PersLay: A Neural Network Layer for Persistence Diagrams and New Graph Topological Signatures
This work addresses the challenge of integrating topological data into machine learning models for graph analysis, offering a versatile framework that could benefit researchers in data science and graph-based applications, though it builds incrementally on existing vectorization methods.
The authors tackled the problem of using persistence diagrams from Topological Data Analysis as inputs for machine learning by proposing PersLay, a neural network layer that learns vectorizations of persistence diagrams, and demonstrated its effectiveness by achieving competitive classification scores on real-life graph datasets.
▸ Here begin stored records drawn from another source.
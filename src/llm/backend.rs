//! The text-generation backend seam.

use async_trait::async_trait;

use crate::error::GenerationError;

/// A completed generation.
#[derive(Debug, Clone, PartialEq, Eq)]
pub struct Completion {
    pub text: String,
}

/// Trait for text-generation backends.
///
/// This abstraction allows mocking the backend in tests.
#[cfg_attr(test, mockall::automock)]
#[async_trait]
pub trait TextBackend: Send + Sync {
    /// Submit `prompt` as a single user message and return the first reply.
    async fn complete(
        &self,
        prompt: &str,
        model: &str,
        credential: &str,
    ) -> Result<Completion, GenerationError>;
}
Persistence diagrams, the most common descriptors of Topological Data Analysis, encode topological properties of data and have already proved pivotal in many different applications of data science. However, since the (metric) space of persistence diagrams is not Hilbert, they end up being difficult inputs for most Machine Learning techniques. To address this concern, several vectorization methods have been put forward that embed persistence diagrams into either finite-dimensional Euclidean space or (implicit) infinite dimensional Hilbert space with kernels. In this work, we focus on persistence diagrams built on top of graphs. Relying on extended persistence theory and the so-called heat kernel signature, we show how graphs can be encoded by (extended) persistence diagrams in a provably stable way. We then propose a general and versatile framework for learning vectorizations of persistence diagrams, which encompasses most of the vectorization techniques used in the literature. We finally showcase the experimental strength of our setup by achieving competitive scores on classification tasks on real-life graph datasets.